Gli ETF sono quotati in borsa, il che permette una maggiore immediatezza nelle transazioni ed un più elevato livello di trasparenza.

Perché investire negli ETF
L’investimento in ETF permette un notevole risparmio sulle commissioni di gestione che si aggirano tra lo 0.1% (Per alcuni ETF americani) e lo 0,75%.

Non hanno commissioni di ingresso né di uscita né commissioni di performance, previste, al contrario per molti dei fondi comuni d’investimento e SICAV tradizionali.

Possono essere negoziati come le azioni pagando una commissioni di negoziazione al proprio intermediario di riferimento.

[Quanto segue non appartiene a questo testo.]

//! In-memory record stores backing each list screen
//!
//! A store owns one screen's records for the lifetime of the session.
//! Records keep their insertion order; the only mutation paths are
//! [`RecordStore::upsert`] (replace-by-id or prepend-with-new-id) and
//! [`RecordStore::update_with`] for single-field edits.

/// An entity with a stable, store-unique string id.
///
/// The id is immutable once a record is in a store; `set_id` exists so the
/// store can stamp freshly created records before inserting them.
pub trait Record {
    fn id(&self) -> &str;
    fn set_id(&mut self, id: String);
}

/// Generates session-unique ids of the form `{prefix}_{n}`.
///
/// The counter starts past the largest numeric suffix present in the seed
/// data, so generated ids never collide with seeded ones within a session.
/// Ids are not unique across restarts; nothing here persists.
#[derive(Debug, Clone)]
pub struct IdGen {
    prefix: &'static str,
    next: u64,
}

impl IdGen {
    pub fn new(prefix: &'static str) -> Self {
        Self { prefix, next: 1000 }
    }

    /// Advance the counter past every `{prefix}_{n}` id in `ids`.
    pub fn seed_past<'a>(&mut self, ids: impl Iterator<Item = &'a str>) {
        let marker = format!("{}_", self.prefix);
        for id in ids {
            if let Some(rest) = id.strip_prefix(&marker) {
                if let Ok(n) = rest.parse::<u64>() {
                    self.next = self.next.max(n + 1);
                }
            }
        }
    }

    pub fn next_id(&mut self) -> String {
        let id = format!("{}_{}", self.prefix, self.next);
        self.next += 1;
        id
    }
}

/// An insertion-ordered collection of records with upsert semantics.
#[derive(Debug, Clone)]
pub struct RecordStore<R: Record> {
    records: Vec<R>,
    ids: IdGen,
}

impl<R: Record> RecordStore<R> {
    /// Build a store around seed data. The id generator is advanced past the
    /// seeded ids so future inserts cannot collide with them.
    pub fn new(prefix: &'static str, seed: Vec<R>) -> Self {
        let mut ids = IdGen::new(prefix);
        ids.seed_past(seed.iter().map(|r| r.id()));
        Self { records: seed, ids }
    }

    pub fn records(&self) -> &[R] {
        &self.records
    }

    pub fn len(&self) -> usize {
        self.records.len()
    }

    pub fn is_empty(&self) -> bool {
        self.records.is_empty()
    }

    pub fn get(&self, id: &str) -> Option<&R> {
        self.records.iter().find(|r| r.id() == id)
    }

    /// Replace the record with a matching id in place, or stamp a fresh id
    /// and prepend. Returns the id the record ended up with.
    pub fn upsert(&mut self, mut record: R) -> String {
        let id = record.id().to_string();
        if !id.is_empty() {
            if let Some(existing) = self.records.iter_mut().find(|r| r.id() == id) {
                *existing = record;
                return id;
            }
        }
        let id = self.ids.next_id();
        record.set_id(id.clone());
        self.records.insert(0, record);
        id
    }

    /// Apply an in-place edit to the record with the given id.
    ///
    /// Returns `false` (and does nothing) when no such record exists.
    pub fn update_with(&mut self, id: &str, edit: impl FnOnce(&mut R)) -> bool {
        match self.records.iter_mut().find(|r| r.id() == id) {
            Some(record) => {
                edit(record);
                true
            }
            None => false,
        }
    }
}

#[cfg(test)]
mod tests {
    use super::*;

    #[derive(Debug, Clone, PartialEq)]
    struct Note {
        id: String,
        body: String,
    }

    impl Record for Note {
        fn id(&self) -> &str {
            &self.id
        }

        fn set_id(&mut self, id: String) {
            self.id = id;
        }
    }

    fn note(id: &str, body: &str) -> Note {
        Note {
            id: id.into(),
            body: body.into(),
        }
    }

    #[test]
    fn upsert_replaces_in_place() {
        let mut store = RecordStore::new("nt", vec![note("nt_1001", "a"), note("nt_1002", "b")]);

        store.upsert(note("nt_1002", "b2"));

        assert_eq!(store.len(), 2);
        // position preserved
        assert_eq!(store.records()[1], note("nt_1002", "b2"));
    }

    #[test]
    fn upsert_same_id_twice_keeps_one_record() {
        let mut store: RecordStore<Note> = RecordStore::new("nt", vec![]);
        let id = store.upsert(note("", "first"));
        store.upsert(note(&id, "second"));

        assert_eq!(store.len(), 1);
        assert_eq!(store.records()[0].body, "second");
    }

    #[test]
    fn upsert_unknown_id_prepends_with_generated_id() {
        let mut store = RecordStore::new("nt", vec![note("nt_1001", "a")]);

        let id = store.upsert(note("", "new"));

        assert_eq!(store.len(), 2);
        assert_eq!(store.records()[0].id, id);
        assert_eq!(store.records()[0].body, "new");
        assert_eq!(id, "nt_1002");
    }

    #[test]
    fn generated_ids_skip_seeded_suffixes() {
        let mut store = RecordStore::new("nt", vec![note("nt_4500", "a"), note("nt_1001", "b")]);

        assert_eq!(store.upsert(note("", "x")), "nt_4501");
        assert_eq!(store.upsert(note("", "y")), "nt_4502");
    }

    #[test]
    fn id_gen_ignores_foreign_prefixes() {
        let mut ids = IdGen::new("nt");
        ids.seed_past(["ev_9000", "nt_1005", "garbage"].into_iter());
        let mut next = ids.clone();
        assert_eq!(next.next_id(), "nt_1006");
    }

    #[test]
    fn update_with_edits_matching_record() {
        let mut store = RecordStore::new("nt", vec![note("nt_1001", "a")]);

        assert!(store.update_with("nt_1001", |n| n.body.push('!')));
        assert!(!store.update_with("nt_9999", |n| n.body.clear()));

        assert_eq!(store.records()[0].body, "a!");
    }
}
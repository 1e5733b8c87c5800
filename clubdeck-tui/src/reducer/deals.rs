//! Deals screen reducer: offers board plus the partner-network sync

use chrono::NaiveDateTime;

use clubdeck_core::csv::CsvDoc;
use clubdeck_core::filter::{self, Facet};

use crate::action::ListAction;
use crate::dispatch::DispatchResult;
use crate::effect::Effect;
use crate::model::{offer, Offer, OfferStatus};
use crate::reducer::list::{self, ListOutcome};
use crate::state::{AppState, SyncStatus};

pub fn reduce(state: &mut AppState, action: ListAction) -> DispatchResult<Effect> {
    let d = &mut state.deals;
    let filtered = filter::apply(
        d.store.records(),
        &d.controls.query,
        &[
            &d.status as &dyn Facet<Offer>,
            &d.tier as &dyn Facet<Offer>,
        ],
    );

    match list::handle(&mut d.controls, &filtered, action) {
        ListOutcome::Done(changed) => DispatchResult {
            changed,
            effects: vec![],
        },

        ListOutcome::Facet(n) => {
            match n {
                0 => d.status = d.status.cycle(),
                1 => d.tier = d.tier.cycle(),
                _ => return DispatchResult::unchanged(),
            }
            d.controls.page.reset();
            d.controls.cursor = 0;
            DispatchResult::changed()
        }

        ListOutcome::Export => {
            let rows = d.controls.selection.export_source(d.store.records(), filtered);
            let csv = CsvDoc::project(&rows, &offer::export_columns()).to_csv();
            tracing::info!(rows = rows.len(), "exporting partner offers");
            DispatchResult::changed_with(Effect::WriteCsv {
                prefix: "partner_offers",
                csv,
            })
        }

        // Pause/resume the focused offer.
        ListOutcome::StatusFlip(Some(id)) => {
            let changed = d.store.update_with(&id, |o| {
                o.status = match o.status {
                    OfferStatus::Active => OfferStatus::Paused,
                    OfferStatus::Paused => OfferStatus::Active,
                    other => other,
                };
            });
            DispatchResult {
                changed,
                effects: vec![],
            }
        }

        _ => DispatchResult::unchanged(),
    }
}

pub fn start_sync(state: &mut AppState) -> DispatchResult<Effect> {
    if state.deals.sync.status == SyncStatus::Syncing {
        return DispatchResult::unchanged();
    }
    state.deals.sync.status = SyncStatus::Syncing;
    tracing::info!("partner sync started");
    DispatchResult::changed_with(Effect::StartPartnerSync)
}

pub fn cancel_sync(state: &mut AppState) -> DispatchResult<Effect> {
    if state.deals.sync.status != SyncStatus::Syncing {
        return DispatchResult::unchanged();
    }
    state.deals.sync.status = SyncStatus::Idle;
    tracing::info!("partner sync cancelled");
    DispatchResult::changed_with(Effect::CancelPartnerSync)
}

pub fn finish_sync(
    state: &mut AppState,
    finished_at: NaiveDateTime,
    message: String,
) -> DispatchResult<Effect> {
    let sync = &mut state.deals.sync;
    sync.status = SyncStatus::Idle;
    sync.last_sync = Some(finished_at);
    sync.push_log(finished_at, message);
    DispatchResult::changed()
}
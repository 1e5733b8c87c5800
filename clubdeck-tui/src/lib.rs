//! clubdeck: a terminal admin console for a membership/media platform
//!
//! The app follows a Redux-style architecture: [`state::AppState`] is the
//! single source of truth, [`action::Action`] values are the only mutation
//! path, [`reducer::reducer`] is a pure function emitting declarative
//! [`effect::Effect`]s, and the [`dispatch`] runtime drives the event loop,
//! effect handlers and cancellable background tasks. Screens are composed
//! in [`ui`] from the pure components in [`components`]; the list-pipeline
//! primitives (filter, paging, selection, CSV, calendar) live in the
//! `clubdeck-core` crate.

pub mod action;
pub mod components;
pub mod config;
pub mod dispatch;
pub mod effect;
pub mod error;
pub mod export;
pub mod model;
pub mod reducer;
pub mod state;
pub mod ui;

pub use config::DeckConfig;
pub use error::{DeckError, Result};
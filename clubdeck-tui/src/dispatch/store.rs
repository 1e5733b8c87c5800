//! Effect-aware state store
//!
//! The reducer returns both a change indicator and declarative effects.
//! Effects describe work (write a file, start a timed task); the runtime
//! executes them after dispatch, which keeps the reducer pure and every
//! side effect explicit.

use std::marker::PhantomData;

use tracing::debug;

use crate::dispatch::action::Action;

/// Result of dispatching an action.
#[derive(Debug, Clone, PartialEq, Eq)]
pub struct DispatchResult<E> {
    /// Whether the state was modified and a re-render is needed.
    pub changed: bool,
    /// Effects to process after dispatch.
    pub effects: Vec<E>,
}

impl<E> Default for DispatchResult<E> {
    fn default() -> Self {
        Self::unchanged()
    }
}

impl<E> DispatchResult<E> {
    #[inline]
    pub fn unchanged() -> Self {
        Self {
            changed: false,
            effects: vec![],
        }
    }

    #[inline]
    pub fn changed() -> Self {
        Self {
            changed: true,
            effects: vec![],
        }
    }

    #[inline]
    pub fn changed_with(effect: E) -> Self {
        Self {
            changed: true,
            effects: vec![effect],
        }
    }

    #[inline]
    pub fn effect(effect: E) -> Self {
        Self {
            changed: false,
            effects: vec![effect],
        }
    }

    #[inline]
    pub fn has_effects(&self) -> bool {
        !self.effects.is_empty()
    }
}

/// A reducer that can emit effects alongside state changes.
pub type EffectReducer<S, A, E> = fn(&mut S, A) -> DispatchResult<E>;

/// The single state container. Dispatch is the only mutation path the app
/// uses; every action is traced at debug level with its outcome.
pub struct EffectStore<S, A: Action, E> {
    state: S,
    reducer: EffectReducer<S, A, E>,
    _marker: PhantomData<(A, E)>,
}

impl<S, A: Action, E> EffectStore<S, A, E> {
    pub fn new(state: S, reducer: EffectReducer<S, A, E>) -> Self {
        Self {
            state,
            reducer,
            _marker: PhantomData,
        }
    }

    #[inline]
    pub fn state(&self) -> &S {
        &self.state
    }

    /// Mutable state access, for initialization only. Everything else goes
    /// through `dispatch`.
    #[inline]
    pub fn state_mut(&mut self) -> &mut S {
        &mut self.state
    }

    pub fn dispatch(&mut self, action: A) -> DispatchResult<E> {
        let name = action.name();
        let detail = format!("{:?}", action);
        let result = (self.reducer)(&mut self.state, action);
        debug!(
            action = name,
            detail = %detail,
            changed = result.changed,
            effects = result.effects.len(),
            "dispatched"
        );
        result
    }
}

#[cfg(test)]
mod tests {
    use super::*;

    #[derive(Clone, Debug, PartialEq)]
    enum TestAction {
        Add(i32),
        Flush,
        Noop,
    }

    impl Action for TestAction {
        fn name(&self) -> &'static str {
            match self {
                TestAction::Add(_) => "Add",
                TestAction::Flush => "Flush",
                TestAction::Noop => "Noop",
            }
        }
    }

    #[derive(Debug, Clone, PartialEq)]
    enum TestEffect {
        Persist(i32),
    }

    #[derive(Default)]
    struct TestState {
        total: i32,
    }

    fn reducer(state: &mut TestState, action: TestAction) -> DispatchResult<TestEffect> {
        match action {
            TestAction::Add(n) => {
                state.total += n;
                DispatchResult::changed()
            }
            TestAction::Flush => DispatchResult::effect(TestEffect::Persist(state.total)),
            TestAction::Noop => DispatchResult::unchanged(),
        }
    }

    #[test]
    fn dispatch_runs_the_reducer() {
        let mut store = EffectStore::new(TestState::default(), reducer);

        let result = store.dispatch(TestAction::Add(3));
        assert!(result.changed);
        assert!(result.effects.is_empty());
        assert_eq!(store.state().total, 3);
    }

    #[test]
    fn effects_are_returned_without_state_change() {
        let mut store = EffectStore::new(TestState::default(), reducer);
        store.dispatch(TestAction::Add(5));

        let result = store.dispatch(TestAction::Flush);
        assert!(!result.changed);
        assert!(result.has_effects());
        assert_eq!(result.effects, vec![TestEffect::Persist(5)]);
    }

    #[test]
    fn noop_reports_unchanged() {
        let mut store = EffectStore::new(TestState::default(), reducer);
        let result = store.dispatch(TestAction::Noop);
        assert!(!result.changed);
        assert!(!result.has_effects());
    }
}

Sono strumenti finanziari che possono essere utilizzati dall’investitore per fare attività di trading e prendere posizione, in modo decisamente più diversificato, sui principali indici azionari, obbligazionari e delle materie prime. In riferimento a quest’ultimo punto, ricordiamo che l’obiettivo principale degli ETF è quello di replicare la performance dell’indice benchmark di riferimento, grazie anche ad un particolare meccanismo di funzionamento denominato creation/redemption in kind (meccanismo che consente di minimizzare il tracking error (cioè la differenza di rendimento, positiva o negativa, tra ETF e l’indice benchmark).

Aspetti fiscali
Gli ETF di Borsa Italiana sono autorizzati da Banca d'Italia e Consob e sono armonizzati (conformi alle Direttive Comunitarie) cioè fiscalmente ottimizzati: aliquota al 20% e nessun obbligo di dichiarazione nel Modello Unico.

Tuttavia gli ETF che investono in titoli pubblici italiani (obbligazioni e altri titoli di cui all’art. 31 DPR 601/1973) ed in titoli pubblici di Stati esteri appartenenti alla cosiddetta White List pagano un' aliquota del 12,5% (ottenuta applicando l’aliquota del 20% a una base imponibile ridotta al 62,5%), applicabile sui proventi derivanti dai titoli pubblici sopra menzionati.

Al contrario, per gli ETF quotati della Borsa Americana, è previsto, per l’ investitore, l’obbligo di dichiarare nel proprio Modello Unico eventuali guadagni derivanti dalla loro compravendita.

In particolare:
  • Nel caso in cui un investitore privato abbia optato per il regime del risparmio amministrato, i redditi di capitale, cioè i dividendi incassati e il Delta NAV - Net Asset Value (NAV del giorno di vendita - NAV del giorno di acquisto), concorrono a formare il reddito imponibile del sottoscrittore e sono assoggettati ad aliquota marginale sul reddito.
  • I redditi di capitale devono essere dichiarati nel modello UNICO (quadro RI) al fine di determinare l'onere da versare (infatti l'intermediario è tenuto a operare solo una ritenuta fiscale a titolo di acconto del 20%).
  • Sui redditi diversi dati da [(Prezzo Vendita - Prezzo Acquisto) - (NAV del giorno di vendita - NAV del giorno di acquisto)] l'intermediario applica una ritenuta a titolo di imposta del 20% e tali redditi non dovranno essere indicati in sede di dichiarazione dei redditi.